† La respuesta al llamado a la vocación sacerdotal, religiosa, matrimonial y laical de testimonios vivos en la Provincia de Hidalgo
Un testimonio sólido sobre la vocación matrimonial como camino de santidad, marcado por un proceso de conversión, perseverancia y servicio, así la vocación al matrimonio de Jaqueline y Marco Antonio que entrelazaron sus vidas guiados por el llamado de Dios.
Marco Antonio estuvo alejado de la Iglesia durante varios años, Jacqueline creció en una familia católica y ambos se conocieron en la Iglesia; su historia comenzó en el Movimiento de Pandillas de la Amistad (MPA).

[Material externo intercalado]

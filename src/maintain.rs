//! The update coordinator.
//!
//! A [`Maintainer`] owns the aggregate rules attached to one child-table
//! mapping. `configure()` clusters them into [`RuleGroup`]s — one per
//! (target table, grouping filter) — resolving foreign keys and rewriting
//! custom filters exactly once; it is idempotent, so wiring the maintainer
//! into the host twice is harmless. The three lifecycle hooks then turn
//! each child-row event into one merged UPDATE per group, issued through
//! the executor handed in by the host so maintenance shares the triggering
//! write's transaction.
//!
//! # Strategies
//!
//! **Quick** applies algebraic deltas (`cnt = cnt + 1`) wherever the rule
//! kind allows, recomputing only where it must (Max/Min on delete).
//! **Accurate** recomputes on every insert and delete. Same-key updates go
//! through the rules' own `on_update` in both strategies — the rules that
//! cannot maintain incrementally degrade to recomputation themselves.
//!
//! # Group-key changes
//!
//! When an update moves a child between parents, the event splits: delete-
//! side maintenance against the old parent (original binding values), then
//! insert-side maintenance against the new one. Two statements, two rows.

use std::mem;
use std::sync::atomic::{AtomicBool, Ordering};

use serde::{Deserialize, Serialize};
use tracing::{debug, warn};

use crate::error::TallyError;
use crate::executor::Executor;
use crate::rewrite::{FilterPair, FilterRewriter};
use crate::rules::{AggregateRule, RuleEffect, RuleOp, bind_filter};
use crate::schema::TableSchema;
use crate::snapshot::InstanceSnapshot;
use crate::sql::{SetExpr, UpdateStatement};
use crate::value::Scalar;

/// Maintenance strategy.
#[derive(Debug, Clone, Copy, Default, PartialEq, Eq, Serialize, Deserialize)]
#[serde(rename_all = "lowercase")]
pub enum Strategy {
    /// Incremental deltas where safe, recomputation where not.
    #[default]
    Quick,
    /// Recompute on every insert and delete.
    Accurate,
}

/// Coordinator options; the serde derives let integrations keep these in
/// their mapping configuration files.
#[derive(Debug, Clone, Serialize, Deserialize)]
#[serde(default)]
pub struct MaintainerOptions {
    pub strategy: Strategy,
    /// Whether hooks run before the first `enable()` call.
    pub start_enabled: bool,
    /// Emit a warning when two rules in one group write the same column.
    pub warn_on_collision: bool,
}

impl Default for MaintainerOptions {
    fn default() -> Self {
        MaintainerOptions {
            strategy: Strategy::Quick,
            start_enabled: true,
            warn_on_collision: true,
        }
    }
}

/// Signal returned to the host's post-processing chain. This core never
/// vetoes the host's write.
#[derive(Debug, Clone, Copy, PartialEq, Eq)]
pub enum HookOutcome {
    Continue,
}

/// Identity of a rule group: target table plus grouping filter origin.
#[derive(Debug, Clone, PartialEq, Eq)]
enum GroupKey {
    ForeignKey { target: String, column: String },
    Custom { target: String, expr: String },
}

/// Rules sharing one (target table, grouping filter) pair, merged into a
/// single UPDATE per event. The representative filter pair is the first
/// member's.
#[derive(Debug)]
pub struct RuleGroup {
    key: GroupKey,
    target_table: String,
    filters: FilterPair,
    rules: Vec<AggregateRule>,
}

impl RuleGroup {
    pub fn target_table(&self) -> &str {
        &self.target_table
    }

    pub fn rules(&self) -> &[AggregateRule] {
        &self.rules
    }
}

#[derive(Debug)]
struct Configured {
    child_table: String,
    groups: Vec<RuleGroup>,
}

/// Aggregation maintainer for one child-table mapping.
#[derive(Debug)]
pub struct Maintainer {
    options: MaintainerOptions,
    enabled: AtomicBool,
    pending: Vec<AggregateRule>,
    state: Option<Configured>,
}

impl Maintainer {
    /// Incremental maintenance.
    pub fn quick(rules: Vec<AggregateRule>) -> Self {
        Maintainer::with_options(rules, MaintainerOptions::default())
    }

    /// Always-recompute maintenance.
    pub fn accurate(rules: Vec<AggregateRule>) -> Self {
        Maintainer::with_options(
            rules,
            MaintainerOptions {
                strategy: Strategy::Accurate,
                ..MaintainerOptions::default()
            },
        )
    }

    pub fn with_options(rules: Vec<AggregateRule>, options: MaintainerOptions) -> Self {
        let enabled = options.start_enabled;
        Maintainer {
            options,
            enabled: AtomicBool::new(enabled),
            pending: rules,
            state: None,
        }
    }

    pub fn strategy(&self) -> Strategy {
        self.options.strategy
    }

    // ── Off-switch ───────────────────────────────────────────────────────

    /// Suspend maintenance: all hooks become no-ops until `enable()`.
    /// Intended for bulk/administrative operations; re-enabling does not
    /// re-finalize.
    pub fn disable(&self) {
        self.enabled.store(false, Ordering::Release);
    }

    pub fn enable(&self) {
        self.enabled.store(true, Ordering::Release);
    }

    pub fn is_enabled(&self) -> bool {
        self.enabled.load(Ordering::Acquire)
    }

    // ── Finalization ─────────────────────────────────────────────────────

    pub fn is_configured(&self) -> bool {
        self.state.is_some()
    }

    /// Rule groups, once configured.
    pub fn groups(&self) -> Option<&[RuleGroup]> {
        self.state.as_ref().map(|s| s.groups.as_slice())
    }

    /// The child table this maintainer is attached to, once configured.
    pub fn child_table(&self) -> Option<&str> {
        self.state.as_ref().map(|s| s.child_table.as_str())
    }

    /// Resolve foreign keys and cluster rules into groups. Idempotent:
    /// a second call is a no-op. Rules with custom filters need
    /// [`configure_with`](Maintainer::configure_with).
    pub fn configure(&mut self, child: &TableSchema) -> Result<(), TallyError> {
        self.configure_with(child, None)
    }

    /// Like [`configure`](Maintainer::configure), with a rewriter for
    /// rules carrying custom filters.
    pub fn configure_with(
        &mut self,
        child: &TableSchema,
        rewriter: Option<&dyn FilterRewriter>,
    ) -> Result<(), TallyError> {
        if self.state.is_some() {
            return Ok(());
        }

        let rules = mem::take(&mut self.pending);
        let mut groups: Vec<RuleGroup> = Vec::new();

        for mut rule in rules {
            let tables = rule.target_tables();
            if let Some(stray) = tables.iter().find(|t| **t != tables[0]) {
                return Err(TallyError::MixedTargetTables(
                    tables[0].to_string(),
                    stray.to_string(),
                ));
            }
            let target = tables[0].to_string();

            let key = match rule.custom_filter().cloned() {
                None => {
                    let fk = crate::resolver::find_foreign_key(child, &target)?.clone();
                    let attribute = crate::resolver::grouping_attribute(child, &fk)?;
                    rule.finalize_foreign_key(&fk, &attribute, &child.name);
                    GroupKey::ForeignKey {
                        target: target.clone(),
                        column: fk.column,
                    }
                }
                Some(raw) => {
                    let rewriter = rewriter.ok_or_else(|| TallyError::RewriterRequired {
                        target: target.clone(),
                    })?;
                    let pair = rewriter.rewrite(&raw, &child.name, &target)?;
                    rule.finalize_custom(pair, &child.name);
                    GroupKey::Custom {
                        target: target.clone(),
                        expr: raw.expr,
                    }
                }
            };

            match groups.iter_mut().find(|g| g.key == key) {
                Some(group) => group.rules.push(rule),
                None => {
                    let filters = rule.filters()?.clone();
                    groups.push(RuleGroup {
                        key,
                        target_table: target,
                        filters,
                        rules: vec![rule],
                    });
                }
            }
        }

        if self.options.warn_on_collision {
            for group in &groups {
                warn_on_column_collisions(group);
            }
        }

        self.state = Some(Configured {
            child_table: child.name.clone(),
            groups,
        });
        Ok(())
    }

    fn configured(&self) -> Result<&Configured, TallyError> {
        self.state.as_ref().ok_or(TallyError::NotConfigured)
    }

    // ── Lifecycle hooks ──────────────────────────────────────────────────

    /// Called after a child instance has been INSERTed.
    pub fn after_insert(
        &self,
        executor: &mut dyn Executor,
        instance: &dyn InstanceSnapshot,
    ) -> Result<HookOutcome, TallyError> {
        if !self.is_enabled() {
            return Ok(HookOutcome::Continue);
        }
        let state = self.configured()?;
        let op = self.insert_op();
        for group in &state.groups {
            self.apply_group(group, executor, instance, op, false)?;
        }
        Ok(HookOutcome::Continue)
    }

    /// Called after a child instance has been DELETEd. The row is gone,
    /// so everything binds against original values.
    pub fn after_delete(
        &self,
        executor: &mut dyn Executor,
        instance: &dyn InstanceSnapshot,
    ) -> Result<HookOutcome, TallyError> {
        if !self.is_enabled() {
            return Ok(HookOutcome::Continue);
        }
        let state = self.configured()?;
        let op = self.delete_op();
        for group in &state.groups {
            self.apply_group(group, executor, instance, op, true)?;
        }
        Ok(HookOutcome::Continue)
    }

    /// Called after a child instance has been UPDATEd. A changed grouping
    /// key splits the event into delete-side maintenance against the old
    /// parent and insert-side maintenance against the new one.
    pub fn after_update(
        &self,
        executor: &mut dyn Executor,
        instance: &dyn InstanceSnapshot,
    ) -> Result<HookOutcome, TallyError> {
        if !self.is_enabled() {
            return Ok(HookOutcome::Continue);
        }
        let state = self.configured()?;
        for group in &state.groups {
            if same_binding_values(group, instance)? {
                self.apply_group(group, executor, instance, RuleOp::Update, false)?;
            } else {
                self.apply_group(group, executor, instance, self.delete_op(), true)?;
                self.apply_group(group, executor, instance, self.insert_op(), false)?;
            }
        }
        Ok(HookOutcome::Continue)
    }

    fn insert_op(&self) -> RuleOp {
        match self.options.strategy {
            Strategy::Quick => RuleOp::Insert,
            Strategy::Accurate => RuleOp::Recalc { old: false },
        }
    }

    fn delete_op(&self) -> RuleOp {
        match self.options.strategy {
            Strategy::Quick => RuleOp::Delete,
            Strategy::Accurate => RuleOp::Recalc { old: true },
        }
    }

    /// Merge every member's effect for `op` and issue one UPDATE bound to
    /// the group filter (original values when `old_filter`).
    fn apply_group(
        &self,
        group: &RuleGroup,
        executor: &mut dyn Executor,
        instance: &dyn InstanceSnapshot,
        op: RuleOp,
        old_filter: bool,
    ) -> Result<(), TallyError> {
        let dialect = executor.dialect();
        let mut assignments: Vec<(String, SetExpr)> = Vec::new();
        for rule in &group.rules {
            match rule.apply(op, &dialect, instance)? {
                RuleEffect::Skip => {}
                RuleEffect::Set(columns) => {
                    for (column, expr) in columns {
                        // Same column twice: the later rule wins, as
                        // warned about at configure time.
                        match assignments.iter_mut().find(|(c, _)| *c == column) {
                            Some(slot) => slot.1 = expr,
                            None => assignments.push((column, expr)),
                        }
                    }
                }
            }
        }
        if assignments.is_empty() {
            return Ok(());
        }

        let filter = bind_filter(&group.filters.update, instance, old_filter)?;
        let statement = UpdateStatement {
            table: group.target_table.clone(),
            assignments,
            filter,
        };
        debug!(table = %statement.table, ?op, "issuing aggregate maintenance update");
        executor.execute(&statement)?;
        Ok(())
    }
}

/// Whether the group's binding attributes are unchanged on the instance.
fn same_binding_values(
    group: &RuleGroup,
    instance: &dyn InstanceSnapshot,
) -> Result<bool, TallyError> {
    for attribute in group.filters.update.params() {
        let original = instance.original(attribute)?;
        let current = instance.current(attribute)?;
        if !values_equal(&original, &current) {
            return Ok(false);
        }
    }
    Ok(true)
}

fn values_equal(a: &Scalar, b: &Scalar) -> bool {
    a == b || a.sql_cmp(b) == Some(std::cmp::Ordering::Equal)
}

/// Two independent aggregations landing on one column cannot both be
/// right under recomputation; flag it but keep going.
fn warn_on_column_collisions(group: &RuleGroup) {
    let mut seen: Vec<&str> = Vec::new();
    for rule in &group.rules {
        for column in rule.target_columns() {
            if seen.contains(&column) {
                warn!(
                    table = %group.target_table,
                    column,
                    "multiple aggregate rules target one column; \
                     recomputation cannot combine them"
                );
            } else {
                seen.push(column);
            }
        }
    }
}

Ambos coincidieron en que la vocación se fue construyendo en el noviazgo y después durante la vida matrimonial que ahora los tiene 41 años unidos, aunque confiesan que los primeros diez fueron diíficiles.
Reconocen que estaban alejados de Dios y sin comprender plenamente el sentido de su vocación, pero un Encuentro Conyugal del Movimiento Familiar Cristiano (MFC) marcó un antes y un después en su historia de vida.
“Cuando regresamos a Dios nuestro matrimonio empezó a cambiar”, confesaron en un testimonio que refleja conversión, vida sacramental y servicio a la Iglesia.
Marco describe ese momento como el verdadero encuentro con Jesús y el inicio de su vocación como laico y esposo, después la Pastoral Familiar fortaleció su vida conyugal.
Jaqueline asegura que el servicio en la Iglesia fue un medio para aprender a comunicarse, perdonarse, educar a su hijo y crecer como matrimonio, pues “el amor madura mediante el diálogo, la escucha y la comunicación”.
Ambos expresan que Dios “lo es todo”: fuente de fortaleza, esperanza, perdón y guía en las decisiones cotidianas; mientras que la Iglesia es comunidad y misión.
Marco ve la necesidad de una Iglesia en salida, y Jacqueline la define como su segunda familia, un lugar donde encontró refugio y crecimiento.
Como parte de su testimonio como coordinadores de Pastoral Familiar en la Diócesis de Tula, llaman a los jóvenes a apostar por el Sacramento del Matrimonio.
La vocación matrimonial no consiste únicamente en casarse, sino en construir diariamente una alianza de amor con el cónyuge y con Dios.